REQUIRED WORK: Whenever a line carries the word "cannot", pull it out of the entries.

────

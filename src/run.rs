//! Run orchestration.
//!
//! A run has three phases:
//!
//! 1. **Extraction**: every input file is converted and measured
//!    independently, optionally on a pool of workers. Each file yields a
//!    [`FileOutcome`]; failures are values, not early returns.
//! 2. **Reduction**: outcomes are replayed in input order on one thread. This
//!    is the only place the [`GlobalBlockOrder`] is extended, so column order
//!    does not depend on worker scheduling.
//! 3. **Output**: tables are persisted and region tables are handed to a
//!    [`RegionRenderer`].

use crate::config::{ConfigError, OutputLayout};
use crate::core::order::{distinct_block_labels, GlobalBlockOrder};
use crate::core::pivot::{build_detailed_table, build_region_tables, PivotTable, RegionRollup};
use crate::core::region::{ChannelRegionMap, MappingError};
use crate::core::segment::segment_blocks;
use crate::core::stats::{measure_blocks, ChannelMeasurement};
use crate::core::trial::trial_id;
use crate::ledger::{create_shared_ledger, RunLedger, RunStats, SharedRunLedger};
use crate::render::RegionRenderer;
use crate::report::{
    write_measurements, write_table, RegionStems, ReportError, WrittenTables,
    DETAILED_TABLE_FILE, MEASUREMENTS_FILE,
};
use crate::source::HemoConverter;
use std::collections::HashSet;
use std::path::{Path, PathBuf};
use thiserror::Error;

/// Fatal run-level errors.
#[derive(Debug, Error)]
pub enum RunError {
    #[error("no input files with extension .{extension} in {dir}")]
    NoInputFiles { dir: String, extension: String },
    #[error("no files were successfully processed ({failed} failed)")]
    NoUsableData { failed: usize },
    #[error("cannot list input directory {dir}: {source}")]
    InputDir {
        dir: String,
        #[source]
        source: std::io::Error,
    },
    #[error("cannot prepare output directories: {0}")]
    Output(#[from] ConfigError),
    #[error(transparent)]
    Report(#[from] ReportError),
}

/// Measurements extracted from one input file.
#[derive(Debug, Clone)]
pub struct ProcessedFile {
    pub path: PathBuf,
    pub trial: String,
    pub measurements: Vec<ChannelMeasurement>,
    /// Distinct block labels in the order the blocks occur
    pub block_labels: Vec<String>,
}

/// An input file that could not be converted.
#[derive(Debug, Clone)]
pub struct FailedFile {
    pub path: PathBuf,
    pub trial: String,
    pub reason: String,
}

/// Result of extracting one file.
#[derive(Debug, Clone)]
pub enum FileOutcome {
    Processed(ProcessedFile),
    Failed(FailedFile),
}

/// Convert, segment and measure a single file.
pub fn process_file<C: HemoConverter + ?Sized>(converter: &C, path: &Path) -> FileOutcome {
    let trial = trial_id(path);
    let failed = |reason: String| {
        FileOutcome::Failed(FailedFile {
            path: path.to_path_buf(),
            trial: trial.clone(),
            reason,
        })
    };

    let recording = match converter.convert(path) {
        Ok(recording) => recording,
        Err(e) => return failed(e.to_string()),
    };
    if recording.series.n_channels() == 0 {
        return failed("recording has no channels".to_string());
    }

    let blocks = segment_blocks(&recording.annotations, recording.series.n_samples());
    let measurements = measure_blocks(&trial, &recording.series, &blocks);

    FileOutcome::Processed(ProcessedFile {
        path: path.to_path_buf(),
        trial: trial.clone(),
        measurements,
        block_labels: distinct_block_labels(&blocks),
    })
}

fn process_and_record<C: HemoConverter + ?Sized>(
    converter: &C,
    path: &Path,
    ledger: &RunLedger,
) -> FileOutcome {
    ledger.record_file_seen();
    let outcome = process_file(converter, path);
    match &outcome {
        FileOutcome::Processed(file) => {
            ledger.record_file_succeeded(file.measurements.len() as u64)
        }
        FileOutcome::Failed(_) => ledger.record_file_failed(),
    }
    outcome
}

/// Extract every file; outcomes come back in input order.
pub fn extract_all<C: HemoConverter + ?Sized>(
    converter: &C,
    files: &[PathBuf],
    workers: usize,
    ledger: &RunLedger,
) -> Vec<FileOutcome> {
    let workers = workers.clamp(1, files.len().max(1));
    if workers == 1 {
        return files
            .iter()
            .map(|path| process_and_record(converter, path, ledger))
            .collect();
    }

    tracing::debug!("Extracting {} files on {} workers", files.len(), workers);

    let (job_tx, job_rx) = crossbeam_channel::unbounded::<(usize, &Path)>();
    let (done_tx, done_rx) = crossbeam_channel::unbounded::<(usize, FileOutcome)>();
    for (index, path) in files.iter().enumerate() {
        // Receiver is alive until the end of this function.
        let _ = job_tx.send((index, path.as_path()));
    }
    drop(job_tx);

    std::thread::scope(|scope| {
        for _ in 0..workers {
            let job_rx = job_rx.clone();
            let done_tx = done_tx.clone();
            scope.spawn(move || {
                for (index, path) in job_rx.iter() {
                    let outcome = process_and_record(converter, path, ledger);
                    if done_tx.send((index, outcome)).is_err() {
                        break;
                    }
                }
            });
        }
    });
    drop(done_tx);

    let mut slots: Vec<Option<FileOutcome>> = files.iter().map(|_| None).collect();
    for (index, outcome) in done_rx.iter() {
        slots[index] = Some(outcome);
    }
    slots.into_iter().flatten().collect()
}

/// Per-trial line of the run summary.
#[derive(Debug, Clone, PartialEq)]
pub struct TrialSummary {
    pub trial: String,
    pub file: PathBuf,
    pub status: TrialStatus,
    pub measurement_count: usize,
    pub block_count: usize,
}

#[derive(Debug, Clone, PartialEq, Eq)]
pub enum TrialStatus {
    Succeeded,
    Failed(String),
}

impl TrialSummary {
    pub fn succeeded(&self) -> bool {
        self.status == TrialStatus::Succeeded
    }
}

/// Everything computed from the inputs, before anything is written.
#[derive(Debug, Clone)]
pub struct RunAnalysis {
    pub trials: Vec<TrialSummary>,
    pub measurements: Vec<ChannelMeasurement>,
    pub block_order: GlobalBlockOrder,
    pub detailed: PivotTable,
    /// `None` when no channel mapping was available
    pub regions: Option<RegionRollup>,
}

impl RunAnalysis {
    pub fn succeeded_count(&self) -> usize {
        self.trials.iter().filter(|t| t.succeeded()).count()
    }

    pub fn failed_count(&self) -> usize {
        self.trials.len() - self.succeeded_count()
    }

    pub fn region_table_count(&self) -> usize {
        self.regions.as_ref().map_or(0, |r| r.tables.len())
    }
}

────

SOLUTION FOR THIS TASK:
    #[error("cannot list input directory {dir}: {source}")]
    #[error("cannot prepare output directories: {0}")]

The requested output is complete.